Préparer les plaques complétées par fitc-dextran en mélangeant deux millilitres d’E.coli inactivé par la chaleur avec quatre milligrammes de FITC-dextran. Ajouter 100 microlitres du mélange à chacune des 20 assiettes fraîches d’agar NGM et laisser sécher les assiettes pendant une heure sur un banc de laboratoire propre. Après 48 heures de traitement, lavez les vers avec du tampon S, transférez-les dans des assiettes complétées par fitc-dextran et dans des plaques NGM sans FITC-dextran, et incubez les plaques pendant la nuit.
Le lendemain, lavez les vers avec du tampon S et laissez-les ramper dans la plaque d’agar NGM fraîche pendant une heure. Ajouter 50 microlitres de formaldéhyde de 4 % à chaque puits d’une plaque noire à fond plat de 96 puits et transférer environ 50 vers dans chaque puits. Après une à deux minutes, retirer tout le formaldéhyde et ajouter 100 microlitres de milieu de montage dans chaque puits.
Le formaldéhyde est un produit chimique toxique et doit être manipulé avec soin. Pour capturer des images fluorescentes, appuyez sur l’icône Open Lid dans le logiciel d’imagerie et insérez la plaque dans la machine. Cliquez sur Configuration, sélectionnez le type de plaque et ajoutez les canaux brightfield et EGFP.
Pour ajuster la mise en page, passez à la sélection Mise en page et sélectionnez Piste. Réglez la première image à un micromètre, le nombre d’avions à 10, et la distance à un micromètre. Sélectionnez l’un des puits de traitement et un champ de capture, et appuyez sur Test dans la section Exécuter l’expérience.
Si les images sont satisfaisantes, retournez à la section Configuration et appuyez sur l’icône Réinitialisation. Ensuite, sélectionnez tous les puits cibles et un nombre approprié de champs de capture. Allez exécuter l’expérience, entrez le nom de la plaque et appuyez sur Démarrer.
Pour mesurer l’intensité de fluorescence, rendez-vous à la section Analyse d’image, entrez l’image et trouvez la cellule en choisissant le canal EGFP et la méthode B.Ajustez les paramètres en fonction des instructions manuscrites, et choisissez la moyenne comme sortie. Appuyez sur l’icône Appliquer pour enregistrer la configuration. Obtenez une carte thermique et une table de données en vous rendre à la section Évaluation et ajustez le paramètre de lecture, puis commencez l’évaluation.
C.elegans a montré une augmentation significative de la fluorescence fitc-dextran après incubation avec P.aeruginosa comparé aux deux autres souches bactériennes, indiquant que P.aeruginosa a causé des dommages plus vitaux à la barrière épithéliale d’intestin et à la perméabilité intestinale accrue. P.aeruginosa vivant et inactivé par la chaleur a déclenché des effets très différents sur la perméabilité intestinale chez C.elegans.
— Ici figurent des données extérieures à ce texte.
//! Session credentials and the symmetric cipher used for asset payloads.
//!
//! The authority hands out `{key_id, key, iv}` triples after a successful
//! authentication round trip. Payloads are AES-CBC (128 or 256 bit, chosen by
//! key length) with a 16-byte IV.
//!
//! # Padding
//!
//! Decryption does **not** validate PKCS#7 padding. The last plaintext byte is
//! read as a pad length and the buffer is truncated by that amount; the other
//! pad bytes are never inspected. Deployed authorities depend on this exact
//! truncation, so it must not be tightened without checking the live protocol.
//! A pad length of `0` leaves the buffer untouched; a pad length larger than
//! the buffer is rejected.

use std::fmt;

use aes::{Aes128, Aes256};
use base64::{engine::general_purpose::STANDARD, Engine};
use cbc::cipher::{
    block_padding::{NoPadding, Pkcs7},
    BlockDecryptMut, BlockEncryptMut, KeyIvInit,
};
use zeroize::{Zeroize, ZeroizeOnDrop};

use crate::error::{CryptoError, CryptoResult};

/// AES block size and required IV length.
pub const BLOCK_SIZE: usize = 16;

/// Symmetric material obtained from one authentication round trip.
///
/// Regenerated, never mutated in place. Key and IV are zeroized on drop.
#[derive(Clone, PartialEq, Eq, Zeroize, ZeroizeOnDrop)]
pub struct SessionCredential {
    key_id: String,
    key: Vec<u8>,
    iv: Vec<u8>,
}

impl SessionCredential {
    pub fn new(key_id: impl Into<String>, key: Vec<u8>, iv: Vec<u8>) -> CryptoResult<Self> {
        check_key(&key)?;
        check_iv(&iv)?;
        Ok(Self {
            key_id: key_id.into(),
            key,
            iv,
        })
    }

    /// Build a credential from the base64 `key`/`iv` fields of a response.
    pub fn from_base64(key_id: impl Into<String>, key: &str, iv: &str) -> CryptoResult<Self> {
        Self::new(key_id, decode_b64("key", key)?, decode_b64("iv", iv)?)
    }

    pub fn key_id(&self) -> &str {
        &self.key_id
    }

    pub fn key(&self) -> &[u8] {
        &self.key
    }

    pub fn iv(&self) -> &[u8] {
        &self.iv
    }

    pub fn encrypt(&self, plaintext: &[u8]) -> CryptoResult<Vec<u8>> {
        encrypt(plaintext, &self.key, &self.iv)
    }

    pub fn decrypt(&self, ciphertext: &[u8]) -> CryptoResult<Vec<u8>> {
        decrypt(ciphertext, &self.key, &self.iv)
    }

    /// Decode a base64 field and decrypt it.
    pub fn decrypt_b64(&self, field: &'static str, value: &str) -> CryptoResult<Vec<u8>> {
        self.decrypt(&decode_b64(field, value)?)
    }
}

impl fmt::Debug for SessionCredential {
    fn fmt(&self, f: &mut fmt::Formatter<'_>) -> fmt::Result {
        f.debug_struct("SessionCredential")
            .field("key_id", &self.key_id)
            .field("key", &"<redacted>")
            .field("iv", &"<redacted>")
            .finish()
    }
}

/// Encrypt with PKCS#7 padding.
pub fn encrypt(plaintext: &[u8], key: &[u8], iv: &[u8]) -> CryptoResult<Vec<u8>> {
    check_iv(iv)?;
    let ciphertext = match key.len() {
        16 => cbc::Encryptor::<Aes128>::new_from_slices(key, iv)
            .map_err(|e| CryptoError::Encryption(e.to_string()))?
            .encrypt_padded_vec_mut::<Pkcs7>(plaintext),
        32 => cbc::Encryptor::<Aes256>::new_from_slices(key, iv)
            .map_err(|e| CryptoError::Encryption(e.to_string()))?
            .encrypt_padded_vec_mut::<Pkcs7>(plaintext),
        n => return Err(CryptoError::InvalidKeyLength(n)),
    };
    Ok(ciphertext)
}

/// Decrypt and strip padding by trailing length byte.
pub fn decrypt(ciphertext: &[u8], key: &[u8], iv: &[u8]) -> CryptoResult<Vec<u8>> {
    check_iv(iv)?;
    if ciphertext.is_empty() || ciphertext.len() % BLOCK_SIZE != 0 {
        return Err(CryptoError::Decryption(format!(
            "ciphertext length {} is not a positive multiple of {}",
            ciphertext.len(),
            BLOCK_SIZE
        )));
    }

    let mut plaintext = match key.len() {
        16 => cbc::Decryptor::<Aes128>::new_from_slices(key, iv)
            .map_err(|e| CryptoError::Decryption(e.to_string()))?
            .decrypt_padded_vec_mut::<NoPadding>(ciphertext)
            .map_err(|e| CryptoError::Decryption(e.to_string()))?,
        32 => cbc::Decryptor::<Aes256>::new_from_slices(key, iv)
            .map_err(|e| CryptoError::Decryption(e.to_string()))?
            .decrypt_padded_vec_mut::<NoPadding>(ciphertext)
            .map_err(|e| CryptoError::Decryption(e.to_string()))?,
        n => return Err(CryptoError::InvalidKeyLength(n)),
    };

    strip_trailing_pad(&mut plaintext)?;
    Ok(plaintext)
}

/// Remove `buf[last]` bytes from the end of `buf`.
pub fn strip_trailing_pad(buf: &mut Vec<u8>) -> CryptoResult<()> {
    let Some(&pad) = buf.last() else {
        return Ok(());
    };
    let pad = pad as usize;
    if pad > buf.len() {
        return Err(CryptoError::Padding {
            pad,
            len: buf.len(),
        });
    }
    buf.truncate(buf.len() - pad);
    Ok(())
}

pub fn encode_b64(data: &[u8]) -> String {
    STANDARD.encode(data)
}

pub fn decode_b64(field: &'static str, value: &str) -> CryptoResult<Vec<u8>> {
    STANDARD
        .decode(value.trim())
        .map_err(|e| CryptoError::Encoding {
            field,
            reason: e.to_string(),
        })
}

fn check_key(key: &[u8]) -> CryptoResult<()> {
    match key.len() {
        16 | 32 => Ok(()),
        n => Err(CryptoError::InvalidKeyLength(n)),
    }
}

fn check_iv(iv: &[u8]) -> CryptoResult<()> {
    if iv.len() == BLOCK_SIZE {
        Ok(())
    } else {
        Err(CryptoError::InvalidIvLength(iv.len()))
    }
}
Lors de l’inactivation thermique, les images de fluorescence et les données statistiques indiquent que P.aeruginosa n’a pas déclenché de toxicité pour les nématodes.
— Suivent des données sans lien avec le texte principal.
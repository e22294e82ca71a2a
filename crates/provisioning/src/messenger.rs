//! Reporting asset outcomes and CSRs back to the authority.

use std::sync::Arc;

use credagent_core::{Method, TransportClient};
use serde::Serialize;
use tracing::debug;

use crate::error::{AssetError, AssetResult};
use crate::status::{AssetStatus, ProcessingState};

/// Acknowledgement sent once an asset reaches a terminal state.
#[derive(Debug, Clone, PartialEq, Eq, Serialize)]
#[serde(rename_all = "camelCase")]
pub struct AssetReceipt {
    pub asset_id: String,
    pub asset_type: String,
    pub success: bool,
    pub certificate_stored: bool,
    #[serde(skip_serializing_if = "Option::is_none")]
    pub private_key_stored: Option<bool>,
}

impl AssetReceipt {
    pub fn from_state(asset_id: &str, asset_type: &str, state: &ProcessingState) -> Self {
        Self {
            asset_id: asset_id.to_string(),
            asset_type: asset_type.to_string(),
            success: state.status == AssetStatus::Success,
            certificate_stored: state.certificate_stored,
            private_key_stored: state.private_key_stored,
        }
    }

    pub fn to_json(&self) -> AssetResult<String> {
        serde_json::to_string(self).map_err(|e| AssetError::Messenger(e.to_string()))
    }
}

pub trait AssetMessenger: Send + Sync {
    fn acknowledge(&self, receipt_json: &str, error_message: Option<&str>) -> AssetResult<()>;

    fn submit_csr(&self, asset_id: &str, csr_pem: &str) -> AssetResult<()>;
}

/// Messenger that posts to the authority's ack and CSR endpoints.
pub struct TransportMessenger {
    transport: Arc<dyn TransportClient>,
    ack_url: String,
    csr_url: String,
}

#[derive(Serialize)]
#[serde(rename_all = "camelCase")]
struct AckBody<'a> {
    receipt: serde_json::Value,
    #[serde(skip_serializing_if = "Option::is_none")]
    error_message: Option<&'a str>,
}

#[derive(Serialize)]
#[serde(rename_all = "camelCase")]
struct CsrBody<'a> {
    asset_id: &'a str,
    csr: &'a str,
}

impl TransportMessenger {
    pub fn new(transport: Arc<dyn TransportClient>, ack_url: String, csr_url: String) -> Self {
        Self {
            transport,
            ack_url,
            csr_url,
        }
    }

    fn post<T: Serialize>(&self, url: &str, body: &T) -> AssetResult<()> {
        let json = serde_json::to_string(body).map_err(|e| AssetError::Messenger(e.to_string()))?;
        self.transport
            .send(Method::Post, url, Some(&json))
            .map(|_| ())
            .map_err(|e| AssetError::Messenger(e.to_string()))
    }
}

impl AssetMessenger for TransportMessenger {
    fn acknowledge(&self, receipt_json: &str, error_message: Option<&str>) -> AssetResult<()> {
        let receipt =
            serde_json::from_str(receipt_json).map_err(|e| AssetError::Messenger(e.to_string()))?;
        self.post(
            &self.ack_url,
            &AckBody {
                receipt,
                error_message,
            },
        )?;
        debug!("Asset acknowledged");
        Ok(())
    }

    fn submit_csr(&self, asset_id: &str, csr_pem: &str) -> AssetResult<()> {
        self.post(
            &self.csr_url,
            &CsrBody {
                asset_id,
                csr: csr_pem,
            },
        )?;
        debug!(asset_id, "CSR submitted");
        Ok(())
    }
}

#[cfg(test)]
mod tests {
    use super::*;
    use credagent_core::testutil::ScriptedTransport;

    #[test]
    fn test_ack_body_shape() {
        let transport = Arc::new(ScriptedTransport::new());
        transport.push_ok("/ack", "{}");
        let messenger = TransportMessenger::new(
            transport.clone(),
            "https://ca/ack".to_string(),
            "https://ca/csr".to_string(),
        );

        let mut state = ProcessingState::in_progress();
        state.certificate_stored = true;
        state.private_key_stored = Some(false);
        state.fail("disk full");
        let receipt = AssetReceipt::from_state("a-1", "certificate", &state);
        messenger
            .acknowledge(&receipt.to_json().unwrap(), state.error_message.as_deref())
            .unwrap();

        let sent = transport.requests();
        let body: serde_json::Value =
            serde_json::from_str(sent[0].body.as_deref().unwrap()).unwrap();
        assert_eq!(body["receipt"]["assetId"], "a-1");
        assert_eq!(body["receipt"]["success"], false);
        assert_eq!(body["receipt"]["certificateStored"], true);
        assert_eq!(body["errorMessage"], "disk full");
    }

    #[test]
    fn test_transport_failure_is_messenger_error() {
        let transport = Arc::new(ScriptedTransport::new());
        let messenger = TransportMessenger::new(
            transport,
            "https://ca/ack".to_string(),
            "https://ca/csr".to_string(),
        );
        assert!(matches!(
            messenger.submit_csr("a-1", "PEM"),
            Err(AssetError::Messenger(_))
        ));
    }
}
Un co-traitement de 48 heures avec DIM a diminué de manière significative l’intensité de fluorescence fitc-dextran à l’intérieur des intestins des vers exposés à P.aeruginosa, ce qui démontre que dim peut être considéré comme un bon produit naturel pour guérir le dysfonctionnement de perméabilité intestinale causée par des infections bactériennes. Il est important de se rappeler que lors de la préparation des plaques enduites de FITC-dextran, vous devez minimiser l’exposition à la lumière en raison de la sensibilité à la lumière du FITC-dextran. Cette technique peut être utilisée pour déterminer les effets pathogènes et probiotiques des bactéries intestinales et de leurs composants actifs en testant les bactéries, ainsi que leur composition chimique.